**** AVAILABLE RECORDS ****

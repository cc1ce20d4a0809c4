use glam::{Mat4, Vec2, Vec3};
use savagecube_common::Face;

use crate::buffer::{SubMeshData, TexCoords};

/// Unit quad in the xy plane scaled by `size`, then moved by `transform`.
pub fn quad(size: Vec2, transform: &Mat4) -> SubMeshData {
    let corners = [
        Vec2::new(-0.5, -0.5),
        Vec2::new(0.5, -0.5),
        Vec2::new(0.5, 0.5),
        Vec2::new(-0.5, 0.5),
    ];
    let mut positions: Vec<Vec3> = corners.iter().map(|c| (*c * size).extend(0.0)).collect();
    let mut normal = Vec3::Z;
    if *transform != Mat4::IDENTITY {
        for p in &mut positions {
            *p = transform.transform_point3(*p);
        }
        let moved = transform.transform_vector3(normal);
        normal = moved.try_normalize().unwrap_or(moved);
    }
    let texcoords = vec![Vec2::ZERO, Vec2::X, Vec2::ONE, Vec2::Y];

    SubMeshData::new(positions, vec![Face::new(0, 1, 2), Face::new(0, 2, 3)])
        .with_normals(vec![normal; 4])
        .with_texcoords(TexCoords::Uv(texcoords))
}
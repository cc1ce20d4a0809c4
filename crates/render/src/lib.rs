//! Rendering adapter: renderer-agnostic interface.
//!
//! # Invariants
//! - Renderers only read camera, mesh and scene state.
//! - Draw commands are only built from finalized meshes.
//!
//! The GPU backend lives outside this workspace; [`DebugTextRenderer`]
//! implements the same [`Renderer`] trait for headless runs and tests.

mod draw;
mod renderer;
mod timer;

pub use draw::{DrawCommand, DrawList};
pub use renderer::{DebugTextRenderer, Frame, RenderView, Renderer};
pub use timer::FrameTimer;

****

WHAT THE EXERCISE ASKS:
Determine the count of lines in the data that contain the string "SubMeshData", and reply with that count alone.

EXERCISE ANSWER:
3